In 2019, the foundation gave $400,000 to the German Marshall Fund, which promotes closer U.S. ties to the European Union; $300,000 to the Project on Government Oversight, a D.C.-based government watchdog group; $250,000 to The Washington Institute for Near East Policy, a foreign policy think tank; and $100,000 to the public policy think tank Brookings Institution.

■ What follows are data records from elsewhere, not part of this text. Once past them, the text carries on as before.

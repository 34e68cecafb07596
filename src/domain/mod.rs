mod customer;
mod ledger;
mod money;

pub use customer::*;
pub use ledger::*;
pub use money::*;
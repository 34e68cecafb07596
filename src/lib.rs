pub mod application;
pub mod cli;
pub mod domain;

pub use domain::*;

use std::sync::Once;

static TRACING_INIT: Once = Once::new();

/// Initializes the global tracing subscriber. Safe to call more than once.
pub fn init_tracing(verbose: bool) {
    TRACING_INIT.call_once(|| {
        use tracing_subscriber::{fmt, EnvFilter};

        let directive = if verbose { "fiado=debug" } else { "fiado=warn" };
        let filter = EnvFilter::from_default_env()
            .add_directive(directive.parse().expect("static filter directive"));

        fmt().with_env_filter(filter).init();
    });
}
use std::fmt;

/// Money is represented as integer cents to avoid floating-point precision issues.
/// 1 unit = 100 cents, so a 500.00 credit limit = 50000 cents.
pub type Cents = i64;

/// Format cents as a human-readable currency string.
/// Example: 35000 -> "350.00", 5 -> "0.05"
pub fn format_cents(cents: Cents) -> String {
    let sign = if cents < 0 { "-" } else { "" };
    let abs_cents = cents.abs();
    format!("{}{}.{:02}", sign, abs_cents / 100, abs_cents % 100)
}

/// Parse a user-entered decimal string into cents.
/// Example: "350.00" -> 35000, "12.5" -> 1250, "100" -> 10000
///
/// Tab amounts and limits are never negative, so a leading minus sign is
/// rejected outright. More than two decimal digits is rejected rather than
/// silently rounded: there is no sub-cent bookkeeping in this domain.
pub fn parse_amount(input: &str) -> Result<Cents, ParseAmountError> {
    let input = input.trim();
    if input.is_empty() {
        return Err(ParseAmountError::InvalidFormat);
    }
    if input.starts_with('-') {
        return Err(ParseAmountError::Negative);
    }

    let (units_str, decimal_str) = match input.split_once('.') {
        Some((units, decimals)) => (units, decimals),
        None => (input, ""),
    };
    if decimal_str.contains('.') {
        return Err(ParseAmountError::InvalidFormat);
    }

    let units: i64 = if units_str.is_empty() {
        // Accept ".50" style input
        0
    } else {
        units_str
            .parse()
            .map_err(|_| ParseAmountError::InvalidFormat)?
    };

    let decimal_cents: i64 = match decimal_str.len() {
        0 => 0,
        // A single digit like "5" means 50 cents
        1 => {
            decimal_str
                .parse::<i64>()
                .map_err(|_| ParseAmountError::InvalidFormat)?
                * 10
        }
        2 => decimal_str
            .parse()
            .map_err(|_| ParseAmountError::InvalidFormat)?,
        _ => return Err(ParseAmountError::TooPrecise),
    };

    units
        .checked_mul(100)
        .and_then(|c| c.checked_add(decimal_cents))
        .ok_or(ParseAmountError::InvalidFormat)
}

#[derive(Debug, Clone, PartialEq, Eq)]
pub enum ParseAmountError {
    InvalidFormat,
    Negative,
    TooPrecise,
}

impl fmt::Display for ParseAmountError {
    fn fmt(&self, f: &mut fmt::Formatter<'_>) -> fmt::Result {
        match self {
            ParseAmountError::InvalidFormat => write!(f, "invalid money format"),
            ParseAmountError::Negative => write!(f, "amount cannot be negative"),
            ParseAmountError::TooPrecise => write!(f, "at most two decimal places allowed"),
        }
    }
}

impl std::error::Error for ParseAmountError {}
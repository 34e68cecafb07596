use thiserror::Error;

use crate::domain::Cents;

#[derive(Error, Debug)]
pub enum AppError {
    #[error("Customer name must not be empty")]
    InvalidName,

    #[error("Invalid amount: {0}")]
    InvalidAmount(String),

    #[error(
        "Credit limit exceeded for {customer_name}: requested {requested} cents, {available} cents available"
    )]
    LimitExceeded {
        customer_name: String,
        available: Cents,
        requested: Cents,
    },

    #[error(
        "Payment of {requested} cents exceeds the outstanding tab of {owed} cents for {customer_name}"
    )]
    OverpaymentRejected {
        customer_name: String,
        owed: Cents,
        requested: Cents,
    },

    #[error("Customer not found: {0}")]
    CustomerNotFound(String),
}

In 2022, the Klarman Family Foundation donated $25 million—alongside matching donations from The Peter G. Peterson Foundation, the Hewlett Foundation, and The Pew Charitable Trusts—to create the Election Trust Initiative, which seeks to "[strengthen] the field of election administration." The foundation gave almost $2.5 million to two Mark Zuckerberg-founded groups that funded election administration improvements during the 2020 elections. The Klarman Family Foundation also donated $3 million to Protect Democracy, a nonprofit organization founded by former members of the Obama administration.